A revolução tática que está a acontecer no Championship neste momento
⚡ Principais Conclusões
- O Championship, há muito ridicularizado como uma liga de pub glorificada onde o trabalho árduo supera a técnica, está a passar por um renascimento tático silencioso.
- Esta evolução tática é impulsionada por uma nova geração de treinadores. Muitos, como McKenna, fizeram a sua formação em academias de elite...
- O Championship oferece um campo de testes único. As apostas são incrivelmente altas, mas o escrutínio não é tão sufocante como na Premier League.
Publicado em 2026-03-17
O Championship, há muito ridicularizado como uma liga de pub glorificada onde o trabalho árduo supera a técnica, está a passar por um renascimento tático silencioso. Esqueçam o "hoofball" e o 4-4-2; a segunda divisão é agora um viveiro de treinadores inovadores, um campo de provas para ideias que fariam alguns treinadores da Premier League corar.
Vejamos o Ipswich Town sob o comando de Kieran McKenna. A sua ascensão meteórica não se deve apenas a bons jogadores; é a prova de um sistema meticulosamente estruturado, baseado na posse de bola, que sufoca os adversários. Ocupam o segundo lugar na liga em média de posse de bola (59,3%) e o primeiro em passes bem-sucedidos por 90 minutos (456,2), estatísticas que se esperariam de uma equipa da primeira divisão, não de uma recém-promovida.
A Ascensão do Treinador Moderno
Este não é um incidente isolado. Olhemos para o Leicester City de Enzo Maresca, antes da sua malfadada mudança para o Chelsea. Os seus laterais invertidos, muitas vezes a jogar quase como médios auxiliares, desestabilizavam completamente os esquemas de pressão adversários. Wout Faes e Ricardo Pereira não eram apenas defesas; eram orquestradores, a puxar os cordelinhos de posições não convencionais, uma nuance tática retirada diretamente do manual de Pep Guardiola.
Mesmo as equipas que lutam na outra ponta estão a evoluir. O Plymouth Argyle, sob a alçada de vários treinadores esta época, tem tentado consistentemente sair a jogar desde trás, muitas vezes em seu detrimento, mas isso significa uma mudança filosófica. A intenção está lá, o desejo de construir em vez de lançar, mesmo que a execução por vezes falhe.

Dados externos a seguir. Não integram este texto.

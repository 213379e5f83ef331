use std::fmt;

/// A syntax error in expression text.
#[derive(Debug, Clone, PartialEq, Eq)]
pub struct ParseError {
    offset: usize,
    message: String,
}

impl ParseError {
    pub(crate) fn new(offset: usize, message: impl Into<String>) -> Self {
        let message = message.into();
        Self {
            offset,
            message: if message.is_empty() {
                "unexpected input".to_owned()
            } else {
                message
            },
        }
    }

    /// Byte offset into the expression where parsing stopped.
    #[must_use]
    pub fn offset(&self) -> usize {
        self.offset
    }

    #[must_use]
    pub fn message(&self) -> &str {
        &self.message
    }
}

impl fmt::Display for ParseError {
    fn fmt(&self, f: &mut fmt::Formatter<'_>) -> fmt::Result {
        write!(f, "parse error at offset {}: {}", self.offset, self.message)
    }
}

impl std::error::Error for ParseError {}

Esta evolução tática é impulsionada por uma nova geração de treinadores. Muitos, como McKenna, fizeram a sua formação em academias de elite ou como treinadores adjuntos ao mais alto nível. Chegam ao Championship não apenas com ambição, mas com uma ideologia futebolística coerente e totalmente formada.
Para Além da Sombra da Premier League
O Championship oferece um campo de testes único. As apostas são incrivelmente altas, mas o escrutínio não é tão sufocante como na Premier League. Isto permite aos treinadores experimentar, afinar os seus sistemas sem a ameaça imediata de uma tempestade mediática ou de um pânico na direção.
Consideremos os vários esquemas de pressão em exibição. O Southampton, sob Russell Martin, emprega uma pressão alta implacável, com o objetivo de recuperar a bola no campo adversário e fazer a transição rapidamente. Lideram a liga em recuperações de bola no ataque, mostrando uma abordagem agressiva e proativa que exige extrema forma física e disciplina tática.
Por outro lado, algumas equipas estão a dominar a arte do bloco baixo e do contra-ataque rápido, mas mesmo aqui, há uma maior sofisticação. Não se trata apenas de lançar a bola para a frente; trata-se de formas defensivas estruturadas, transições rápidas através de canais específicos e exploração do espaço deixado por adversários excessivamente comprometidos.
Os dias do Championship como um dinossauro tático acabaram. É uma liga vibrante e inovadora onde as ideias estão a ser testadas, refinadas e, em última análise, a moldar o futuro do futebol inglês.
Previsão Audaciosa: Nas próximas três épocas, um treinador do Championship será nomeado diretamente para um clube da 'big six' da Premier League, contornando os tradicionais degraus, puramente devido à estrutura tática revolucionária que implementou na segunda divisão.